═════ Data in this exercise ═════

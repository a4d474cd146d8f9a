//! Gateway authentication.
//!
//! The gateway authenticates applications with a time-windowed token: the
//! SHA-256 of app id, app secret, and the current minute, truncated to the
//! first ten hex characters and passed as a query parameter.

use sha2::{Digest, Sha256};

/// Application id of the built-in development identity.
pub const DEV_APP_ID: &str = "b75fce6f-e8af-4207-9c32-f8166afb4520";

/// Secret paired with [`DEV_APP_ID`].
pub const DEV_APP_SECRET: &str = "magi-gateway-development-secret";

/// Compute the auth token for the minute containing `unix_time`.
///
/// # Examples
///
/// ```
/// use conclave_gateway::auth::auth_token;
///
/// let token = auth_token("app", "secret", 1_700_000_000);
/// assert_eq!(token.len(), 10);
/// assert!(token.chars().all(|c| c.is_ascii_hexdigit()));
/// ```
pub fn auth_token(app_id: &str, app_secret: &str, unix_time: u64) -> String {
    let window = unix_time / 60;
    let mut hasher = Sha256::new();
    hasher.update(app_id.as_bytes());
    hasher.update(app_secret.as_bytes());
    hasher.update(window.to_string().as_bytes());
    let digest = format!("{:x}", hasher.finalize());
    digest[..10].to_string()
}

/// Build the full connection URL with authentication query parameters.
///
/// # Examples
///
/// ```
/// use conclave_gateway::auth::authenticated_url;
///
/// let url = authenticated_url("ws://127.0.0.1:8000/ws", "app", "t0k3n");
/// assert_eq!(url, "ws://127.0.0.1:8000/ws?appid=app&token=t0k3n");
/// ```
pub fn authenticated_url(base_url: &str, app_id: &str, token: &str) -> String {
    format!("{base_url}?appid={app_id}&token={token}")
}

═════

- _Assignment_
The answer should reproduce all of the data without any alteration.

- _Task result_
repository a4d474cd146d8f9a
//! Gateway authentication.
//!
//! The gateway authenticates applications with a time-windowed token: the
//! SHA-256 of app id, app secret, and the current minute, truncated to the
//! first ten hex characters and passed as a query parameter.

use sha2::{Digest, Sha256};

/// Application id of the built-in development identity.
pub const DEV_APP_ID: &str = "b75fce6f-e8af-4207-9c32-f8166afb4520";

/// Secret paired with [`DEV_APP_ID`].
pub const DEV_APP_SECRET: &str = "magi-gateway-development-secret";

/// Compute the auth token for the minute containing `unix_time`.
///
/// # Examples
///
/// ```
/// use conclave_gateway::auth::auth_token;
///
/// let token = auth_token("app", "secret", 1_700_000_000);
/// assert_eq!(token.len(), 10);
/// assert!(token.chars().all(|c| c.is_ascii_hexdigit()));
/// ```
pub fn auth_token(app_id: &str, app_secret: &str, unix_time: u64) -> String {
    let window = unix_time / 60;
    let mut hasher = Sha256::new();
    hasher.update(app_id.as_bytes());
    hasher.update(app_secret.as_bytes());
    hasher.update(window.to_string().as_bytes());
    let digest = format!("{:x}", hasher.finalize());
    digest[..10].to_string()
}

/// Build the full connection URL with authentication query parameters.
///
/// # Examples
///
/// ```
/// use conclave_gateway::auth::authenticated_url;
///
/// let url = authenticated_url("ws://127.0.0.1:8000/ws", "app", "t0k3n");
/// assert_eq!(url, "ws://127.0.0.1:8000/ws?appid=app&token=t0k3n");
/// ```
pub fn authenticated_url(base_url: &str, app_id: &str, token: &str) -> String {
    format!("{base_url}?appid={app_id}&token={token}")
}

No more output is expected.